Material to process =>
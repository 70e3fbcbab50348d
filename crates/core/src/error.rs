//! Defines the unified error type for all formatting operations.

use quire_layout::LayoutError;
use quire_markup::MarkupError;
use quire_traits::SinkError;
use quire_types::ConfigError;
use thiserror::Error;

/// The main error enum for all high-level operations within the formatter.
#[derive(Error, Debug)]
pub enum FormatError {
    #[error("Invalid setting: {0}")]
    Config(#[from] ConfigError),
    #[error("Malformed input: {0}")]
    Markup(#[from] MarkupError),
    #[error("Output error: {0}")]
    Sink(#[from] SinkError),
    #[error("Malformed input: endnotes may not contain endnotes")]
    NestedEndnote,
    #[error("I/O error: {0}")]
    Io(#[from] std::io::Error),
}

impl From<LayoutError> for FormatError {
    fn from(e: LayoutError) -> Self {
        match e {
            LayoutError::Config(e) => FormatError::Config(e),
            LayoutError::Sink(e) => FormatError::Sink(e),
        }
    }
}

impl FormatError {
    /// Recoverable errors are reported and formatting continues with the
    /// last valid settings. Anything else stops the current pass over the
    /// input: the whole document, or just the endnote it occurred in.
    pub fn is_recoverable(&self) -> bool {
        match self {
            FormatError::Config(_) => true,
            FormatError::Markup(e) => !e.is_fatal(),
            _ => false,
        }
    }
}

---

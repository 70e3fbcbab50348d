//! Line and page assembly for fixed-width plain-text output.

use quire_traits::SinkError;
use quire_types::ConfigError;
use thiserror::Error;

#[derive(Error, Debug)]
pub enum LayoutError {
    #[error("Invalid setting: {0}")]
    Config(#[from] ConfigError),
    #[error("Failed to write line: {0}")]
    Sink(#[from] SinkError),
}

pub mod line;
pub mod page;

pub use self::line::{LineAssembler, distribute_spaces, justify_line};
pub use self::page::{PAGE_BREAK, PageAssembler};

Task to complete =>
In the material above, how many lines include the string "page"? State the number alone.

Task result =>
3